Résumé/sommaire de l’article (cliquez sur les #liens pour accéder aux sections)
- #Débuts : Sébastien Noll a passé 17 ans dans le groupe Transdev (un opérateur de transports, ndlr), comme directeur marketing et commercial puis responsable des projets innovation France. Il a rencontré Matthieu Audebaud, l’inventeur du Gouvernail. Devant les réactions des utilisateurs, ils ont décidé de créer la structure vOOg.
- #NoDigital : Lors du Salon Vivatech 2019, le Gouvernail était la seule innovation où il n’y avait pas besoin de prise de courant pour qu’elle fonctionne. Sébastien et Matthieu assument parfaitement ce côté low tech.
- #LeGouvernail : Le Gouvernail est composé d’un mât, sur lequel il y a un cadran, dans lequel il y a une cartographie de qualité qui reprend l’environnement autour de vous. Il y a un numéro attribué à chaque point d’intérêt.

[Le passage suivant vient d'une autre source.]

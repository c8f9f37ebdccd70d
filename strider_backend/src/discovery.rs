use rand::distributions::{Distribution, WeightedIndex};
use rand::seq::SliceRandom;
use rand::Rng;

use crate::config::{AgentConfig, DestinationConfig};
use crate::error::DiscoveryFailure;
use crate::forum::{ForumPlatform, ItemSummary, ListingOrder};
use crate::rate_gate::RateGateState;

const HIGH_VALUE_ORDERS: [ListingOrder; 3] =
    [ListingOrder::Hot, ListingOrder::Rising, ListingOrder::New];

#[derive(Debug, Clone)]
pub struct ScanTarget {
    pub name: String,
    pub weight: u32,
    pub high_value: bool,
}

impl From<&DestinationConfig> for ScanTarget {
    fn from(config: &DestinationConfig) -> Self {
        Self {
            name: config.name.clone(),
            weight: config.weight,
            high_value: config.high_value,
        }
    }
}

#[derive(Debug, Clone, PartialEq, Eq)]
pub struct SelectedItem {
    pub destination: String,
    pub item: ItemSummary,
}

pub struct DiscoveryScanner {
    targets: Vec<ScanTarget>,
    keywords: Vec<String>,
    score_threshold: i64,
    high_value_limit: usize,
    keyword_limit: usize,
}

impl DiscoveryScanner {
    pub fn new(
        targets: Vec<ScanTarget>,
        keywords: &[String],
        score_threshold: i64,
        high_value_limit: usize,
        keyword_limit: usize,
    ) -> Self {
        Self {
            targets,
            keywords: keywords
                .iter()
                .map(|k| k.trim().to_lowercase())
                .filter(|k| !k.is_empty())
                .collect(),
            score_threshold,
            high_value_limit,
            keyword_limit,
        }
    }

    pub fn from_config(config: &AgentConfig) -> Self {
        Self::new(
            config
                .destinations
                .iter()
                .filter(|d| d.comment_target)
                .map(ScanTarget::from)
                .collect(),
            &config.keywords,
            config.high_value_score_threshold,
            config.high_value_listing_limit,
            config.keyword_listing_limit,
        )
    }

    pub fn matches_keywords(&self, title: &str) -> bool {
        let title = title.to_lowercase();
        self.keywords.iter().any(|k| title.contains(k.as_str()))
    }

    /// Weighted draw over targets with a positive weight.
    pub fn choose_target<R: Rng + ?Sized>(&self, rng: &mut R) -> Option<&ScanTarget> {
        let eligible: Vec<&ScanTarget> = self.targets.iter().filter(|t| t.weight > 0).collect();
        let dist = WeightedIndex::new(eligible.iter().map(|t| t.weight)).ok()?;
        Some(eligible[dist.sample(rng)])
    }

    /// At most one unseen, relevant item from one destination. `None` is a normal outcome.
    pub async fn select_candidate<R: Rng + ?Sized>(
        &self,
        forum: &dyn ForumPlatform,
        gate: &RateGateState,
        rng: &mut R,
    ) -> Option<SelectedItem> {
        let target = self.choose_target(rng)?.clone();

        let item = if target.high_value {
            let mut items = self.gather_high_value(forum, &target.name).await;
            items.shuffle(rng);
            tracing::debug!(
                "Scanning {} items from r/{} (score > {})",
                items.len(),
                target.name,
                self.score_threshold
            );
            items
                .into_iter()
                .find(|item| !gate.has_seen(&item.id) && item.score > self.score_threshold)
        } else {
            let items = self
                .list(forum, &target.name, ListingOrder::New, self.keyword_limit)
                .await
                .unwrap_or_default();
            tracing::debug!(
                "Scanning {} new items from r/{} for keywords",
                items.len(),
                target.name
            );
            items
                .into_iter()
                .find(|item| !gate.has_seen(&item.id) && self.matches_keywords(&item.title))
        };

        match item {
            Some(item) => Some(SelectedItem {
                destination: target.name,
                item,
            }),
            None => {
                tracing::debug!("No qualifying item in r/{}", target.name);
                None
            }
        }
    }

    async fn gather_high_value(&self, forum: &dyn ForumPlatform, name: &str) -> Vec<ItemSummary> {
        let mut merged: Vec<ItemSummary> = Vec::new();
        for order in HIGH_VALUE_ORDERS {
            let Some(batch) = self.list(forum, name, order, self.high_value_limit).await else {
                continue;
            };
            for item in batch {
                if !merged.iter().any(|existing| existing.id == item.id) {
                    merged.push(item);
                }
            }
        }
        merged
    }

    async fn list(
        &self,
        forum: &dyn ForumPlatform,
        name: &str,
        order: ListingOrder,
        limit: usize,
    ) -> Option<Vec<ItemSummary>> {
        match forum.list_items(name, order, limit).await {
            Ok(items) => Some(items),
            Err(e) => {
                let failure = DiscoveryFailure::Listing {
                    destination: name.to_string(),
                    order: order.as_str(),
                    message: format!("{e:#}"),
                };
                tracing::warn!("{}", failure);
                None
            }
        }
    }
}

#[cfg(test)]
mod tests {
    use super::*;
    use crate::forum::fake::{item, FakeForum};
    use chrono::NaiveDate;
    use rand::rngs::StdRng;
    use rand::SeedableRng;

    fn gate() -> RateGateState {
        RateGateState::new(NaiveDate::from_ymd_opt(2026, 5, 4).expect("date"))
    }

    fn target(name: &str, weight: u32, high_value: bool) -> ScanTarget {
        ScanTarget {
            name: name.to_string(),
            weight,
            high_value,
        }
    }

    fn scanner(targets: Vec<ScanTarget>) -> DiscoveryScanner {
        DiscoveryScanner::new(
            targets,
            &["marathon".to_string(), "C25K".to_string()],
            10,
            10,
            25,
        )
    }

    #[test]
    fn zero_weights_are_never_chosen() {
        let scanner = scanner(vec![target("skip", 0, false), target("pick", 3, false)]);
        let mut rng = StdRng::seed_from_u64(7);
        for _ in 0..50 {
            assert_eq!(scanner.choose_target(&mut rng).map(|t| t.name.as_str()), Some("pick"));
        }
        assert!(scanner_with_no_weight().choose_target(&mut rng).is_none());
    }

    fn scanner_with_no_weight() -> DiscoveryScanner {
        scanner(vec![target("a", 0, false)])
    }

    #[test]
    fn keyword_match_is_case_insensitive_substring() {
        let scanner = scanner(Vec::new());
        assert!(scanner.matches_keywords("First MARATHON next month"));
        assert!(scanner.matches_keywords("c25k week 2"));
        assert!(!scanner.matches_keywords("Favourite pasta recipes"));
    }

    #[tokio::test]
    async fn keyword_destination_skips_seen_and_irrelevant() {
        let forum = FakeForum::default().with_listing(
            "C25K",
            ListingOrder::New,
            vec![
                item("t3_seen", "C25K week 1 done", 1),
                item("t3_off", "Shoe lace colours", 50),
                item("t3_hit", "Marathon dreams after c25k", 0),
            ],
        );
        let scanner = scanner(vec![target("C25K", 1, false)]);
        let mut gate = gate();
        gate.mark_seen("t3_seen");
        let mut rng = StdRng::seed_from_u64(1);

        let selected = scanner
            .select_candidate(&forum, &gate, &mut rng)
            .await
            .expect("candidate");
        assert_eq!(selected.destination, "C25K");
        assert_eq!(selected.item.id, "t3_hit");
    }

    #[tokio::test]
    async fn high_value_applies_score_threshold_across_listings() {
        let forum = FakeForum::default()
            .with_listing("running", ListingOrder::Hot, vec![item("t3_low", "Any title", 3)])
            .with_listing("running", ListingOrder::Rising, vec![item("t3_low", "Any title", 3)])
            .with_listing("running", ListingOrder::New, vec![item("t3_big", "Race day", 42)]);
        let scanner = scanner(vec![target("running", 1, true)]);
        let mut rng = StdRng::seed_from_u64(3);

        let selected = scanner
            .select_candidate(&forum, &gate(), &mut rng)
            .await
            .expect("candidate");
        assert_eq!(selected.item.id, "t3_big");
    }

    #[tokio::test]
    async fn nothing_qualifying_is_none() {
        let mut forum = FakeForum::default()
            .with_listing("running", ListingOrder::Hot, vec![item("t3_low", "Any", 2)]);
        forum.listings.insert(
            ("running".to_string(), "rising"),
            Err("503 Service Unavailable".to_string()),
        );
        let scanner = scanner(vec![target("running", 1, true)]);
        let mut rng = StdRng::seed_from_u64(9);

        assert!(scanner
            .select_candidate(&forum, &gate(), &mut rng)
            .await
            .is_none());
    }
}
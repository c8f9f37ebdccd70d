use std::time::Duration;

use anyhow::{Context, Result};

pub fn build_http_client(user_agent: &str, timeout: Option<Duration>) -> Result<reqwest::Client> {
    let allow_system_proxy = std::env::var("STRIDER_ENABLE_SYSTEM_PROXY")
        .map(|value| value == "1" || value.eq_ignore_ascii_case("true"))
        .unwrap_or(false);

    if allow_system_proxy {
        match attempt_build(user_agent, timeout, false) {
            Ok(client) => return Ok(client),
            Err(e) => tracing::warn!(
                "HTTP client with system proxy discovery failed ({}); retrying with no_proxy",
                e
            ),
        }
    }

    attempt_build(user_agent, timeout, true).context("Failed to initialize HTTP client")
}

fn attempt_build(
    user_agent: &str,
    timeout: Option<Duration>,
    no_proxy: bool,
) -> Result<reqwest::Client, reqwest::Error> {
    let mut builder = reqwest::Client::builder().user_agent(user_agent);
    if let Some(timeout) = timeout {
        builder = builder.timeout(timeout);
    }
    if no_proxy {
        builder = builder.no_proxy();
    }
    builder.build()
}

- #ConcoursAuvermoov : Sébastien : « Un concours d’innovation qui met en avant des projets au service de la mobilité, c’est rare, voire unique en France. » Concrètement, participer à l’édition 2018 leur a permis d’amener leur mobilier à Clermont-Ferrand, et de confronter l’objet à l’usager. Le lancement de la nouvelle saison d’Auvermoov en octobre sera symbolique, puisque six gouvernails vont être implantés à des endroits forts de la ville.
- #ÉcosystèmeInnovationMobilité : Les villes ont d’abord favorisé les voitures dans l’espace urbain et maintenant, c’est place aux vélos ; mais des outils et leviers qui favorisent la marche, c’est plus compliqué à trouver. Il y a forcément des gens qui vont réfléchir à rendre la ville plus « marchable ». Cela va créer de nouveaux métiers et un nouvel écosystème d’innovation autour du citoyen marcheur.
- #Utopie : Pour Sébastien, la ville idéale de demain prend en compte les déplacements de chacun, sans être moralisateur (la voiture a aussi sa place en ville). Il s’agit de gérer les rythmes de vie de chacun, et d’adapter les transports selon. À partir du moment où les solutions comme la marche sont optimisées, les gens passeront d’un mode à l’autre.